I remember when we bought our first cottage and suddenly became very popular with ‘friends' and family. At first I didn't want to charge them, but we had set goals for what we wanted to achieve with renting, and that didn't leave us with any free high season weeks to give away. So, we simply made it clear that we were running our cottage rental as a business and although we'd love to offer a discount in the summer, it just wasn't possible given our plans. However, we were happy to have family stay in the low season, and all we asked for then was for some jobs to be done.

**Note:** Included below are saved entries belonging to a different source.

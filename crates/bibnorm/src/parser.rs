//! BibTeX parser implementation using nom
//!
//! This parser handles standard BibTeX format including:
//! - @string definitions (plus the predefined month macros)
//! - @preamble declarations
//! - @comment sections
//! - All standard entry types
//! - Braced and quoted field values
//! - String concatenation with #
//! - Nested braces in field values
//!
//! Field keys keep their original casing, and entries and fields are
//! returned in source order.

use nom::{
    branch::alt,
    bytes::complete::take_while1,
    character::complete::{char, multispace0},
    combinator::map,
    IResult,
};
use std::collections::HashMap;

use super::entry::{BibTeXEntry, BibTeXEntryType};

/// Month macros every BibTeX style defines.
const MONTH_STRINGS: [(&str, &str); 12] = [
    ("jan", "January"),
    ("feb", "February"),
    ("mar", "March"),
    ("apr", "April"),
    ("may", "May"),
    ("jun", "June"),
    ("jul", "July"),
    ("aug", "August"),
    ("sep", "September"),
    ("oct", "October"),
    ("nov", "November"),
    ("dec", "December"),
];

/// Parse error information
#[derive(Debug, Clone, PartialEq, Eq)]
pub struct BibTeXParseError {
    pub line: u32,
    pub column: u32,
    pub message: String,
}

/// Result of parsing a BibTeX file
#[derive(Debug, Clone, PartialEq, Eq, Default)]
pub struct BibTeXParseResult {
    pub entries: Vec<BibTeXEntry>,
    pub preambles: Vec<String>,
    /// User `@string` definitions in source order
    pub strings: Vec<(String, String)>,
    /// Bodies of `@comment{...}` blocks in source order
    pub comments: Vec<String>,
    pub errors: Vec<BibTeXParseError>,
}

/// Error type for parsing failures
#[derive(Debug, Clone, PartialEq, Eq, thiserror::Error)]
pub enum ParseError {
    #[error("Invalid syntax")]
    InvalidSyntax,
}

/// Macro table used while parsing: predefined months plus user strings.
///
/// Macro names are case-insensitive in BibTeX.
struct Macros {
    values: HashMap<String, String>,
}

impl Macros {
    fn new() -> Self {
        let values = MONTH_STRINGS
            .iter()
            .map(|(k, v)| (k.to_string(), v.to_string()))
            .collect();
        Self { values }
    }

    fn get(&self, name: &str) -> Option<&String> {
        self.values.get(&name.to_lowercase())
    }

    fn define(&mut self, name: &str, value: &str) {
        self.values.insert(name.to_lowercase(), value.to_string());
    }
}

/// Parse a BibTeX string
pub fn parse(input: &str) -> Result<BibTeXParseResult, ParseError> {
    parse_bibtex(input)
}

/// Parse a single BibTeX entry
pub fn parse_entry(input: &str) -> Result<BibTeXEntry, ParseError> {
    let result = parse_bibtex(input)?;
    result
        .entries
        .into_iter()
        .next()
        .ok_or(ParseError::InvalidSyntax)
}

/// Internal parsing function
fn parse_bibtex(input: &str) -> Result<BibTeXParseResult, ParseError> {
    let mut result = BibTeXParseResult::default();
    let mut macros = Macros::new();

    let mut remaining = input;
    let mut current_line = 1u32;

    while !remaining.is_empty() {
        // Skip whitespace and count newlines
        let (rest, skipped) = skip_whitespace_and_comments(remaining);
        current_line += count_lines(skipped);
        remaining = rest;

        if remaining.is_empty() {
            break;
        }

        if is_entry_start(remaining) {
            match parse_at_entry(remaining, &macros) {
                Ok((rest, entry_result)) => {
                    match entry_result {
                        AtEntry::Entry(entry) => result.entries.push(entry),
                        AtEntry::String(key, value) => {
                            macros.define(&key, &value);
                            result.strings.push((key, value));
                        }
                        AtEntry::Preamble(text) => result.preambles.push(text),
                        AtEntry::Comment(text) => result.comments.push(text),
                    }
                    let consumed = &remaining[..remaining.len() - rest.len()];
                    current_line += count_lines(consumed);
                    remaining = rest;
                }
                Err(_) => {
                    result.errors.push(BibTeXParseError {
                        line: current_line,
                        column: 1,
                        message: format!("Failed to parse entry starting with '{}'", preview(remaining)),
                    });
                    // Skip to next @ or end
                    match remaining[1..].find('@') {
                        Some(pos) => {
                            current_line += count_lines(&remaining[..pos + 1]);
                            remaining = &remaining[pos + 1..];
                        }
                        None => break,
                    }
                }
            }
        } else {
            // Text outside entries, including a stray '@', is an implicit comment
            let search_from = usize::from(remaining.starts_with('@'));
            match remaining[search_from..].find('@').map(|pos| pos + search_from) {
                Some(pos) => {
                    current_line += count_lines(&remaining[..pos]);
                    remaining = &remaining[pos..];
                }
                None => break,
            }
        }
    }

    Ok(result)
}

fn count_lines(text: &str) -> u32 {
    text.matches('\n').count() as u32
}

/// First line of the failing input, shortened for error messages
fn preview(input: &str) -> String {
    input.lines().next().unwrap_or("").chars().take(40).collect()
}

/// Result of parsing an @ entry
enum AtEntry {
    Entry(BibTeXEntry),
    String(String, String),
    Preamble(String),
    Comment(String),
}

/// `@` followed by an identifier and an opening delimiter
fn entry_header(input: &str) -> IResult<&str, char> {
    let (rest, _) = char('@')(input)?;
    let (rest, _) = multispace0(rest)?;
    let (rest, _) = take_while1(|c: char| c.is_ascii_alphanumeric())(rest)?;
    let (rest, _) = multispace0(rest)?;
    alt((char('{'), char('(')))(rest)
}

fn is_entry_start(input: &str) -> bool {
    entry_header(input).is_ok()
}

/// Skip whitespace and comments, return remaining input and skipped text
fn skip_whitespace_and_comments(input: &str) -> (&str, &str) {
    let mut pos = 0;
    let bytes = input.as_bytes();

    while pos < bytes.len() {
        if bytes[pos].is_ascii_whitespace() {
            pos += 1;
        } else if bytes[pos] == b'%' {
            // Line comment
            while pos < bytes.len() && bytes[pos] != b'\n' {
                pos += 1;
            }
        } else {
            break;
        }
    }

    (&input[pos..], &input[..pos])
}

/// Parse an @ entry (entry, string, preamble, or comment)
fn parse_at_entry<'a>(input: &'a str, macros: &Macros) -> IResult<&'a str, AtEntry> {
    let (rest, _) = char('@')(input)?;
    let (rest, _) = multispace0(rest)?;
    let (rest, entry_type) = take_while1(|c: char| c.is_ascii_alphanumeric())(rest)?;

    match entry_type.to_lowercase().as_str() {
        "string" => {
            let (rest, (key, value)) = parse_string_definition(rest, macros)?;
            Ok((rest, AtEntry::String(key, value)))
        }
        "preamble" => {
            let (rest, text) = parse_preamble(rest, macros)?;
            Ok((rest, AtEntry::Preamble(text)))
        }
        "comment" => {
            let (rest, text) = parse_comment_body(rest)?;
            Ok((rest, AtEntry::Comment(text)))
        }
        _ => {
            let (rest, entry) = parse_entry_body(rest, entry_type, macros)?;
            Ok((rest, AtEntry::Entry(entry)))
        }
    }
}

/// Parse a @string definition
fn parse_string_definition<'a>(
    input: &'a str,
    macros: &Macros,
) -> IResult<&'a str, (String, String)> {
    let (rest, _) = multispace0(input)?;
    let (rest, _) = char('{')(rest)?;
    let (rest, _) = multispace0(rest)?;
    let (rest, key) = take_while1(is_key_char)(rest)?;
    let (rest, _) = multispace0(rest)?;
    let (rest, _) = char('=')(rest)?;
    let (rest, _) = multispace0(rest)?;
    let (rest, value) = parse_field_value(rest, macros)?;
    let (rest, _) = multispace0(rest)?;
    let (rest, _) = char('}')(rest)?;

    Ok((rest, (key.to_string(), value)))
}

/// Parse a @preamble
fn parse_preamble<'a>(input: &'a str, macros: &Macros) -> IResult<&'a str, String> {
    let (rest, _) = multispace0(input)?;
    let (rest, _) = char('{')(rest)?;
    let (rest, _) = multispace0(rest)?;
    let (rest, value) = parse_field_value(rest, macros)?;
    let (rest, _) = multispace0(rest)?;
    let (rest, _) = char('}')(rest)?;

    Ok((rest, value))
}

/// Parse a @comment body, returning the text inside its braces
fn parse_comment_body(input: &str) -> IResult<&str, String> {
    let (rest, _) = multispace0(input)?;
    parse_braced_value(rest)
}

fn is_key_char(c: char) -> bool {
    c.is_ascii_alphanumeric() || c == '_' || c == '-'
}

fn is_cite_key_char(c: char) -> bool {
    !c.is_whitespace() && !matches!(c, ',' | '{' | '}' | '"' | '#' | '%' | '=')
}

/// Parse an entry body
fn parse_entry_body<'a>(
    input: &'a str,
    entry_type: &str,
    macros: &Macros,
) -> IResult<&'a str, BibTeXEntry> {
    let (rest, _) = multispace0(input)?;
    let (rest, _) = char('{')(rest)?;
    let (rest, _) = multispace0(rest)?;

    let (rest, cite_key) = take_while1(is_cite_key_char)(rest)?;
    let (rest, _) = multispace0(rest)?;
    let (rest, _) = char(',')(rest)?;

    let (rest, fields) = parse_fields(rest, macros)?;

    let (rest, _) = multispace0(rest)?;
    let (rest, _) = char('}')(rest)?;

    let mut entry = BibTeXEntry::new(cite_key.to_string(), BibTeXEntryType::from_str(entry_type));
    for (key, value) in fields {
        entry.add_field(key, value);
    }

    Ok((rest, entry))
}

/// Parse fields within an entry
fn parse_fields<'a>(
    input: &'a str,
    macros: &Macros,
) -> IResult<&'a str, Vec<(String, String)>> {
    let mut fields = Vec::new();
    let mut remaining = input;

    loop {
        let (rest, _) = multispace0(remaining)?;

        if rest.starts_with('}') {
            return Ok((rest, fields));
        }

        match parse_single_field(rest, macros) {
            Ok((rest, (key, value))) => {
                fields.push((key, value));
                remaining = rest;

                // Skip optional comma
                let (rest, _) = multispace0(remaining)?;
                remaining = rest.strip_prefix(',').unwrap_or(rest);
            }
            Err(_) => {
                // No more fields; the caller expects the closing brace
                return Ok((remaining, fields));
            }
        }
    }
}

/// Parse a single field (key = value)
fn parse_single_field<'a>(
    input: &'a str,
    macros: &Macros,
) -> IResult<&'a str, (String, String)> {
    let (rest, _) = multispace0(input)?;
    let (rest, key) = take_while1(is_key_char)(rest)?;
    let (rest, _) = multispace0(rest)?;
    let (rest, _) = char('=')(rest)?;
    let (rest, _) = multispace0(rest)?;
    let (rest, value) = parse_field_value(rest, macros)?;

    Ok((rest, (key.to_string(), value)))
}

/// Parse a field value (braced, quoted, number, or string reference)
fn parse_field_value<'a>(input: &'a str, macros: &Macros) -> IResult<&'a str, String> {
    let mut result = String::new();
    let mut remaining = input;

    loop {
        let (rest, _) = multispace0(remaining)?;

        let (rest, part) = alt((
            parse_braced_value,
            parse_quoted_value,
            map(take_while1(|c: char| c.is_ascii_digit()), |s: &str| {
                s.to_string()
            }),
            map(take_while1(is_key_char), |s: &str| {
                macros.get(s).cloned().unwrap_or_else(|| s.to_string())
            }),
        ))(rest)?;

        result.push_str(&part);
        remaining = rest;

        // Check for concatenation
        let (rest, _) = multispace0(remaining)?;
        if let Some(stripped) = rest.strip_prefix('#') {
            remaining = stripped;
        } else {
            return Ok((rest, result));
        }
    }
}

/// Parse a braced value {content}
fn parse_braced_value(input: &str) -> IResult<&str, String> {
    let (rest, content) = parse_braced_content(input)?;
    let inner = &content[1..content.len() - 1];
    Ok((rest, inner.to_string()))
}

/// Parse braced content including nested braces
fn parse_braced_content(input: &str) -> IResult<&str, &str> {
    if !input.starts_with('{') {
        return Err(nom::Err::Error(nom::error::Error::new(
            input,
            nom::error::ErrorKind::Char,
        )));
    }

    let mut depth = 0;
    let mut pos = 0;
    let bytes = input.as_bytes();

    while pos < bytes.len() {
        match bytes[pos] {
            b'{' => depth += 1,
            b'}' => {
                depth -= 1;
                if depth == 0 {
                    return Ok((&input[pos + 1..], &input[..pos + 1]));
                }
            }
            b'\\' => {
                // Skip escaped character
                pos += 1;
            }
            _ => {}
        }
        pos += 1;
    }

    Err(nom::Err::Error(nom::error::Error::new(
        input,
        nom::error::ErrorKind::Char,
    )))
}

/// Parse a quoted value "content"
fn parse_quoted_value(input: &str) -> IResult<&str, String> {
    let Some(body) = input.strip_prefix('"') else {
        return Err(nom::Err::Error(nom::error::Error::new(
            input,
            nom::error::ErrorKind::Char,
        )));
    };

    let mut result = String::new();
    let mut brace_depth = 0;
    let mut chars = body.char_indices();

    while let Some((pos, c)) = chars.next() {
        match c {
            '"' if brace_depth == 0 => {
                return Ok((&body[pos + 1..], result));
            }
            '{' => {
                brace_depth += 1;
                result.push('{');
            }
            '}' => {
                brace_depth -= 1;
                result.push('}');
            }
            '\\' => {
                result.push('\\');
                if let Some((_, escaped)) = chars.next() {
                    result.push(escaped);
                }
            }
            c => result.push(c),
        }
    }

    Err(nom::Err::Error(nom::error::Error::new(
        input,
        nom::error::ErrorKind::Char,
    )))
}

Here's a brief excerpt from my book, "Renting Your Recreational Property for Profit", that touches on this issue:
"To maximise your income, you'll need to rent the whole of the summer, but that may not be practical if you have family who want to spend some time in the cottage as well. At times you need to be strict, not only with yourselves, but with family and friends who probably see your cottage as an inexpensive way to vacation, particularly if they have done so in the past. Let everyone know that you are renting in a more professional manner and that you may have late availability weeks or weekends that they can have. If you have minor jobs that need doing, you could save a little on property management by asking your non-paying guests to do them. Alternatively, have your non-paying guests, family or friends leave a ‘gift' for the cottage. Why not keep a list of items that may need replacing from time to time and ask your non-payers to choose from the list and take the replacement item with them to the cottage. Include things like new pillows, towels, books and games, additions to the fishing tackle box, etc. They will appreciate knowing their gift is needed, and you will save on some of those expenses."
One word of caution here. Immediate family and friends have the same responsibilities as other paying guests. This means they should leave the cottage in the same condition in which it was found, if you don't provide cleaning services. I don't recommend relying on them to undertake the changeover duties that should be done after each rental by an owner or caretaker. Relationship issues can arise if your family guests have caused any damage or fail to clean up to the right standard. The last thing you want is for your rental guests to call you and complain about the condition of the cottage after family have left.
This can be a thorny issue and everyone will be happier if there are clear boundaries. If you can afford it, set aside a couple of high season weeks – the first and last of the season are good ones – but don't rely on the family to prepare it for the next guests.
Has anyone else got suggestions on how to manage this issue? I'd love to hear them from you.